**What this task involves**: Each entry in the material below should be reproduced exactly.

**Provided information**:
BEGIN

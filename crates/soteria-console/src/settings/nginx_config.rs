//! nginx 설정 화면.
//!
//! 상태(설정, 로딩 여부, 재시작 타이머)를 들고 있다가 `render()`로
//! 터미널 출력 텍스트를 만든다. 모든 API 실패는 토스터로 넘긴다.

use soteria_core::models::nginx::{NginxConfig, BASE_CONFIG_PATH, SOTERIA_CONFIG_PATH};
use soteria_core::ports::settings_api::SettingsApi;
use std::fmt::Write as _;
use std::sync::Arc;
use tracing::{debug, warn};

use crate::settings::restart_notice::RestartNotice;
use crate::toaster::Toaster;

const SPINNER_TEXT: &str = "⏳ Loading...";
const ERROR_RETRY_TEXT: &str = "Something went wrong. Please retry.";
const DESCRIPTION: &str = "Soteria allows you to set custom configurations for your nginx router. \
This will allow high customization level in terms of caching, special routing, http2 and etc.";
const TEMPLATE_NOTE: &str = "Note that templates are built using EJS template pattern. \
Do not change the areas between <% and %> unless you really know what you're doing!";
const COLLAPSED_TEXT: &str = "(default template in use, run `soteria nginx defaults` to edit)";

/// 화면 상태
#[derive(Debug, Clone, Default, PartialEq, Eq)]
pub struct NginxConfigState {
    pub nginx_config: Option<NginxConfig>,
    pub is_loading: bool,
    pub is_refresh_timer_activated: bool,
}

/// nginx 설정 화면
pub struct NginxConfigScreen {
    api: Arc<dyn SettingsApi>,
    toaster: Toaster,
    notice: RestartNotice,
    state: NginxConfigState,
}

impl NginxConfigScreen {
    /// 새 화면 생성 (첫 로드 전이므로 로딩 상태로 시작)
    pub fn new(api: Arc<dyn SettingsApi>, toaster: Toaster, notice: RestartNotice) -> Self {
        Self {
            api,
            toaster,
            notice,
            state: NginxConfigState {
                is_loading: true,
                ..Default::default()
            },
        }
    }

    pub fn state(&self) -> &NginxConfigState {
        &self.state
    }

    pub fn notice(&self) -> &RestartNotice {
        &self.notice
    }

    /// 서버에서 현재 설정 조회
    pub async fn load(&mut self) {
        self.state.is_loading = true;
        match self.api.get_nginx_config().await {
            Ok(config) => {
                debug!("nginx 설정 로드 완료");
                self.state.nginx_config = Some(config);
            }
            Err(e) => self.toaster.toast_error(&e),
        }
        self.state.is_loading = false;
    }

    /// 기본 템플릿을 사용자 정의 값으로 복사
    pub fn load_defaults(&mut self) {
        let Some(current) = &self.state.nginx_config else {
            warn!("nginx 설정이 로드되지 않음, 기본값 복사 생략");
            return;
        };
        let mut updated = current.clone();
        updated.load_defaults();
        self.state.nginx_config = Some(updated);
    }

    pub fn set_base_custom_value(&mut self, text: &str) {
        self.edit(|config| config.base_config.custom_value = text.to_string());
    }

    pub fn set_soteria_custom_value(&mut self, text: &str) {
        self.edit(|config| config.soteria_config.custom_value = text.to_string());
    }

    fn edit<F: FnOnce(&mut NginxConfig)>(&mut self, apply: F) {
        match self.state.nginx_config.as_mut() {
            Some(config) => apply(config),
            None => warn!("nginx 설정이 로드되지 않음, 편집 무시"),
        }
    }

    /// 두 사용자 정의 값 저장
    ///
    /// 성공하면 서버가 재시작되므로 재시작 타이머를 켠다.
    pub async fn save(&mut self) {
        let Some(config) = self.state.nginx_config.clone() else {
            warn!("nginx 설정이 로드되지 않음, 저장 생략");
            return;
        };

        self.state.is_loading = true;
        match self
            .api
            .set_nginx_config(
                &config.base_config.custom_value,
                &config.soteria_config.custom_value,
            )
            .await
        {
            Ok(()) => self.state.is_refresh_timer_activated = true,
            Err(e) => self.toaster.toast_error(&e),
        }
        self.state.is_loading = false;
    }

    /// 현재 상태를 터미널 출력 텍스트로 변환
    pub fn render(&self) -> String {
        if self.state.is_loading {
            return SPINNER_TEXT.to_string();
        }

        let Some(config) = &self.state.nginx_config else {
            return ERROR_RETRY_TEXT.to_string();
        };

        let mut out = String::new();
        if self.state.is_refresh_timer_activated {
            let _ = writeln!(out, "{}\n", self.notice.message());
        }
        let _ = writeln!(out, "{DESCRIPTION}");
        let _ = writeln!(out, "{TEMPLATE_NOTE}\n");

        let expanded = config.has_custom_values();
        let sections = [
            ("Base Config", BASE_CONFIG_PATH, &config.base_config.custom_value),
            ("Soteria Config", SOTERIA_CONFIG_PATH, &config.soteria_config.custom_value),
        ];
        for (title, path, value) in sections {
            let _ = writeln!(out, "{title} Location in nginx container: {path}");
            if expanded {
                let _ = writeln!(out, "{value}\n");
            } else {
                let _ = writeln!(out, "{COLLAPSED_TEXT}\n");
            }
        }

        out
    }
}

impl std::fmt::Debug for NginxConfigScreen {
    fn fmt(&self, f: &mut std::fmt::Formatter<'_>) -> std::fmt::Result {
        f.debug_struct("NginxConfigScreen")
            .field("state", &self.state)
            .finish_non_exhaustive()
    }
}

END

**Task output**:
filename crates/soteria-console/src/settings/nginx_config.rs
//! nginx 설정 화면.
//!
//! 상태(설정, 로딩 여부, 재시작 타이머)를 들고 있다가 `render()`로
//! 터미널 출력 텍스트를 만든다. 모든 API 실패는 토스터로 넘긴다.

use soteria_core::models::nginx::{NginxConfig, BASE_CONFIG_PATH, SOTERIA_CONFIG_PATH};
use soteria_core::ports::settings_api::SettingsApi;
use std::fmt::Write as _;
use std::sync::Arc;
use tracing::{debug, warn};

use crate::settings::restart_notice::RestartNotice;
use crate::toaster::Toaster;

const SPINNER_TEXT: &str = "⏳ Loading...";
const ERROR_RETRY_TEXT: &str = "Something went wrong. Please retry.";
const DESCRIPTION: &str = "Soteria allows you to set custom configurations for your nginx router. \
This will allow high customization level in terms of caching, special routing, http2 and etc.";
const TEMPLATE_NOTE: &str = "Note that templates are built using EJS template pattern. \
Do not change the areas between <% and %> unless you really know what you're doing!";
const COLLAPSED_TEXT: &str = "(default template in use, run `soteria nginx defaults` to edit)";

/// 화면 상태
#[derive(Debug, Clone, Default, PartialEq, Eq)]
pub struct NginxConfigState {
    pub nginx_config: Option<NginxConfig>,
    pub is_loading: bool,
    pub is_refresh_timer_activated: bool,
}

/// nginx 설정 화면
pub struct NginxConfigScreen {
    api: Arc<dyn SettingsApi>,
    toaster: Toaster,
    notice: RestartNotice,
    state: NginxConfigState,
}

impl NginxConfigScreen {
    /// 새 화면 생성 (첫 로드 전이므로 로딩 상태로 시작)
    pub fn new(api: Arc<dyn SettingsApi>, toaster: Toaster, notice: RestartNotice) -> Self {
        Self {
            api,
            toaster,
            notice,
            state: NginxConfigState {
                is_loading: true,
                ..Default::default()
            },
        }
    }

    pub fn state(&self) -> &NginxConfigState {
        &self.state
    }

    pub fn notice(&self) -> &RestartNotice {
        &self.notice
    }

    /// 서버에서 현재 설정 조회
    pub async fn load(&mut self) {
        self.state.is_loading = true;
        match self.api.get_nginx_config().await {
            Ok(config) => {
                debug!("nginx 설정 로드 완료");
                self.state.nginx_config = Some(config);
            }
            Err(e) => self.toaster.toast_error(&e),
        }
        self.state.is_loading = false;
    }

    /// 기본 템플릿을 사용자 정의 값으로 복사
    pub fn load_defaults(&mut self) {
        let Some(current) = &self.state.nginx_config else {
            warn!("nginx 설정이 로드되지 않음, 기본값 복사 생략");
            return;
        };
        let mut updated = current.clone();
        updated.load_defaults();
        self.state.nginx_config = Some(updated);
    }

    pub fn set_base_custom_value(&mut self, text: &str) {
        self.edit(|config| config.base_config.custom_value = text.to_string());
    }

    pub fn set_soteria_custom_value(&mut self, text: &str) {
        self.edit(|config| config.soteria_config.custom_value = text.to_string());
    }

    fn edit<F: FnOnce(&mut NginxConfig)>(&mut self, apply: F) {
        match self.state.nginx_config.as_mut() {
            Some(config) => apply(config),
            None => warn!("nginx 설정이 로드되지 않음, 편집 무시"),
        }
    }

    /// 두 사용자 정의 값 저장
    ///
    /// 성공하면 서버가 재시작되므로 재시작 타이머를 켠다.
    pub async fn save(&mut self) {
        let Some(config) = self.state.nginx_config.clone() else {
            warn!("nginx 설정이 로드되지 않음, 저장 생략");
            return;
        };

        self.state.is_loading = true;
        match self
            .api
            .set_nginx_config(
                &config.base_config.custom_value,
                &config.soteria_config.custom_value,
            )
            .await
        {
            Ok(()) => self.state.is_refresh_timer_activated = true,
            Err(e) => self.toaster.toast_error(&e),
        }
        self.state.is_loading = false;
    }

    /// 현재 상태를 터미널 출력 텍스트로 변환
    pub fn render(&self) -> String {
        if self.state.is_loading {
            return SPINNER_TEXT.to_string();
        }

        let Some(config) = &self.state.nginx_config else {
            return ERROR_RETRY_TEXT.to_string();
        };

        let mut out = String::new();
        if self.state.is_refresh_timer_activated {
            let _ = writeln!(out, "{}\n", self.notice.message());
        }
        let _ = writeln!(out, "{DESCRIPTION}");
        let _ = writeln!(out, "{TEMPLATE_NOTE}\n");

        let expanded = config.has_custom_values();
        let sections = [
            ("Base Config", BASE_CONFIG_PATH, &config.base_config.custom_value),
            ("Soteria Config", SOTERIA_CONFIG_PATH, &config.soteria_config.custom_value),
        ];
        for (title, path, value) in sections {
            let _ = writeln!(out, "{title} Location in nginx container: {path}");
            if expanded {
                let _ = writeln!(out, "{value}\n");
            } else {
                let _ = writeln!(out, "{COLLAPSED_TEXT}\n");
            }
        }

        out
    }
}

impl std::fmt::Debug for NginxConfigScreen {
    fn fmt(&self, f: &mut std::fmt::Formatter<'_>) -> std::fmt::Result {
        f.debug_struct("NginxConfigScreen")
            .field("state", &self.state)
            .finish_non_exhaustive()
    }
}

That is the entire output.